A high-pitched cello solo floats over the orchestra, its melody undecorated in anguish. Then, a tenor introduces the Benedictus, supported by huge chorus and underlined by crashing timpani. Whereas the majority of new classical music has to fight for a second hearing, Karl Jenkins’ The Armed Man: A Mass for Peace is said to be performed, somewhere in the world, on average twice a week.

There have been more than 3,000 performances since the work was premiered in 2000 (with Julian Lloyd Webber as cellist), dedicated to victims of the Kosovo crisis.

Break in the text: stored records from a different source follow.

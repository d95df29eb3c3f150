//! The linear registration run: credentials, catalog, sync, invite link, report.

use crate::config::{self, Config};
use bingo_core::{
    catalog, HttpTransport, InviteLink, RegistrarError, Report, Synchronizer, SyncOutcome,
};
use tracing::{error, info, warn};

/// Per-run switches from the command line.
#[derive(Debug, Clone, Copy, Default)]
pub struct RunOptions {
    /// Build and report the catalog without calling the registry
    pub dry_run: bool,
}

/// Run once with credentials read through `lookup`.
///
/// Every failure ends up in the returned report; nothing is retried.
pub async fn run<F>(config: &Config, lookup: F, options: RunOptions) -> Report
where
    F: Fn(&str) -> Option<String>,
{
    let credentials = match config::credentials_from(lookup) {
        Ok(credentials) => credentials,
        Err(e) => {
            error!(target: "bingo::startup", "{}", e);
            return Report::failure(&e);
        }
    };

    let catalog = match catalog::build() {
        Ok(catalog) => catalog,
        Err(e) => {
            error!(target: "bingo::catalog", "{}", e);
            return Report::failure(&RegistrarError::from(e));
        }
    };
    info!(target: "bingo::catalog", "Built catalog with {} commands", catalog.len());

    let outcome = if options.dry_run {
        info!(target: "bingo::sync", "Dry run, registry not contacted");
        SyncOutcome::dry_run(catalog.commands().to_vec())
    } else {
        let synchronizer = HttpTransport::new(config.timeout())
            .and_then(|transport| Synchronizer::new(transport, &config.api_base));
        match synchronizer {
            Ok(synchronizer) => synchronizer.synchronize(&catalog, &credentials).await.into(),
            Err(e) => {
                error!(target: "bingo::sync", "{}", e);
                SyncOutcome::failed(&e)
            }
        }
    };

    let invite = InviteLink::new(credentials.application_id.as_str())
        .with_permissions(config.invite_permissions)
        .with_scopes(config.invite_scopes.iter().cloned())
        .url_with_base(&config.authorize_url)
        .inspect_err(|e| warn!(target: "bingo::invite", "{}", e));

    Report::completed(outcome, invite)
}

#[cfg(test)]
mod tests {
    use super::*;
    use crate::config::{APP_ID_VAR, TOKEN_VAR};

    fn lookup(key: &str) -> Option<String> {
        match key {
            TOKEN_VAR => Some("tok".into()),
            APP_ID_VAR => Some("1234".into()),
            _ => None,
        }
    }

    #[tokio::test]
    async fn test_missing_credentials_short_circuit() {
        let report = run(&Config::default(), |_| None, RunOptions::default()).await;
        assert!(!report.success);
        assert!(report.commands_status.is_none());
        assert!(report.error.unwrap().contains("DISCORD_BOT_TOKEN"));
    }

    #[tokio::test]
    async fn test_dry_run_reports_catalog_and_link() {
        let report = run(&Config::default(), lookup, RunOptions { dry_run: true }).await;
        assert!(report.success);
        assert_eq!(report.exit_code(), 0);

        let status = report.commands_status.unwrap();
        assert!(status.dry_run);
        assert_eq!(status.commands.unwrap().len(), catalog::build().unwrap().len());
        assert_eq!(
            report.invite_url.as_deref(),
            Some("https://discord.com/oauth2/authorize?client_id=1234&scope=bot%20applications.commands&permissions=2147485696")
        );
    }

    #[tokio::test]
    async fn test_non_numeric_app_id_only_fails_invite() {
        let lookup = |key: &str| match key {
            TOKEN_VAR => Some("tok".to_string()),
            APP_ID_VAR => Some("my-app".to_string()),
            _ => None,
        };
        let report = run(&Config::default(), lookup, RunOptions { dry_run: true }).await;
        assert!(report.success);
        assert!(report.invite_url.is_none());
        assert!(report.invite_error.is_some());
    }

    #[tokio::test]
    async fn test_bad_api_base_is_reported() {
        let config = Config {
            api_base: "nowhere".into(),
            ..Config::default()
        };
        let report = run(&config, lookup, RunOptions::default()).await;
        assert!(!report.success);
        let status = report.commands_status.unwrap();
        assert!(status.error.unwrap().starts_with("Configuration error"));
    }
}
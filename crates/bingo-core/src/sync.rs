//! Full-replace synchronization of the catalog with the remote registry.
//!
//! One PUT overwrites the application's whole command set: commands missing
//! from the catalog are deleted by the registry, the rest are overwritten.
//! There is no diffing and no retry.

use crate::catalog::Catalog;
use crate::error::RegistrarError;
use crate::Result;
use bingo_types::Command;
use reqwest::header::{AUTHORIZATION, CONTENT_TYPE};
use reqwest::Client;
use std::future::Future;
use std::time::Duration;
use tracing::{debug, info, warn};
use url::Url;

pub const DEFAULT_API_BASE: &str = "https://discord.com/api/v10";
pub const DEFAULT_TIMEOUT: Duration = Duration::from_secs(30);

const USER_AGENT: &str = concat!("bingo-register/", env!("CARGO_PKG_VERSION"));

/// Secrets needed to talk to the registry.
#[derive(Clone, PartialEq, Eq)]
pub struct Credentials {
    pub token: String,
    pub application_id: String,
}

impl Credentials {
    pub fn new(token: impl Into<String>, application_id: impl Into<String>) -> Self {
        Self {
            token: token.into(),
            application_id: application_id.into(),
        }
    }
}

impl std::fmt::Debug for Credentials {
    fn fmt(&self, f: &mut std::fmt::Formatter<'_>) -> std::fmt::Result {
        f.debug_struct("Credentials")
            .field("token", &"<redacted>")
            .field("application_id", &self.application_id)
            .finish()
    }
}

/// Raw status and body returned by the registry.
#[derive(Debug, Clone, PartialEq, Eq)]
pub struct RegistryResponse {
    pub status: u16,
    pub body: String,
}

impl RegistryResponse {
    pub fn is_success(&self) -> bool {
        (200..300).contains(&self.status)
    }
}

/// Sends one authenticated JSON PUT and hands back whatever came back.
///
/// Only failures to get any response at all map to [`RegistrarError::Transport`];
/// status interpretation is left to the [`Synchronizer`].
pub trait RegistryTransport {
    fn put_json(
        &self,
        url: &Url,
        token: &str,
        body: Vec<u8>,
    ) -> impl Future<Output = Result<RegistryResponse>> + Send;
}

/// reqwest-backed transport with a bounded request timeout.
#[derive(Debug, Clone)]
pub struct HttpTransport {
    client: Client,
}

impl HttpTransport {
    pub fn new(timeout: Duration) -> Result<Self> {
        let client = Client::builder()
            .timeout(timeout)
            .user_agent(USER_AGENT)
            .build()?;
        Ok(Self { client })
    }
}

impl RegistryTransport for HttpTransport {
    async fn put_json(&self, url: &Url, token: &str, body: Vec<u8>) -> Result<RegistryResponse> {
        let response = self
            .client
            .put(url.clone())
            .header(AUTHORIZATION, format!("Bot {}", token))
            .header(CONTENT_TYPE, "application/json")
            .body(body)
            .send()
            .await?;

        let status = response.status().as_u16();
        let body = response.text().await?;
        Ok(RegistryResponse { status, body })
    }
}

/// A successful replace, echoing what was submitted.
#[derive(Debug, Clone, PartialEq, Eq)]
pub struct Registered {
    pub status: u16,
    pub commands: Vec<Command>,
}

/// Replaces the registry's catalog for an application.
pub struct Synchronizer<T> {
    transport: T,
    api_base: Url,
}

impl<T: RegistryTransport> Synchronizer<T> {
    pub fn new(transport: T, api_base: &str) -> Result<Self> {
        let api_base = Url::parse(api_base).map_err(|e| {
            RegistrarError::Configuration(format!("invalid API base '{}': {}", api_base, e))
        })?;
        if api_base.cannot_be_a_base() {
            return Err(RegistrarError::Configuration(format!(
                "API base '{}' cannot carry a path",
                api_base
            )));
        }
        Ok(Self { transport, api_base })
    }

    /// `{api_base}/applications/{application_id}/commands`
    pub fn endpoint(&self, application_id: &str) -> Url {
        let mut url = self.api_base.clone();
        if let Ok(mut segments) = url.path_segments_mut() {
            segments
                .pop_if_empty()
                .extend(["applications", application_id, "commands"]);
        }
        url
    }

    /// Submit the whole catalog in a single PUT.
    pub async fn synchronize(&self, catalog: &Catalog, credentials: &Credentials) -> Result<Registered> {
        let url = self.endpoint(&credentials.application_id);
        let body = serde_json::to_vec(catalog)?;

        info!(
            target: "bingo::sync",
            "Replacing {} commands for application {}",
            catalog.len(),
            credentials.application_id
        );
        debug!(target: "bingo::sync", "PUT {} ({} bytes)", url, body.len());

        let response = self
            .transport
            .put_json(&url, &credentials.token, body)
            .await
            .inspect_err(|e| warn!(target: "bingo::sync", "Registry unreachable: {}", e))?;

        if !response.is_success() {
            warn!(
                target: "bingo::sync",
                "Registry rejected commands with status {}",
                response.status
            );
            return Err(RegistrarError::Registry {
                status: response.status,
                body: response.body,
            });
        }

        info!(target: "bingo::sync", "Registry accepted commands (status {})", response.status);
        Ok(Registered {
            status: response.status,
            commands: catalog.commands().to_vec(),
        })
    }
}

Like Britten’s War Requiem (1962), which blends secular texts – such as poetry by Wilfred Owen – with the Latin mass, The Armed Man uses the Islamic call to prayer, as well as writing by Kipling, Tennyson and Hiroshima survivor Sankichi Tōge into the traditional framework, giving it wide appeal. Some special performances will be added to this year’s stats: the composer will be conducting a series of concerts featuring The Armed Man at London Royal Albert Hall (10 March), Glasgow Royal Concert Hall (17 March), Birmingham Symphony Hall (30 March), Nottingham Royal Concert Hall (6 April), Cardiff Wales Millennium Centre (13 April) and Manchester Bridgewater Hall (14 April).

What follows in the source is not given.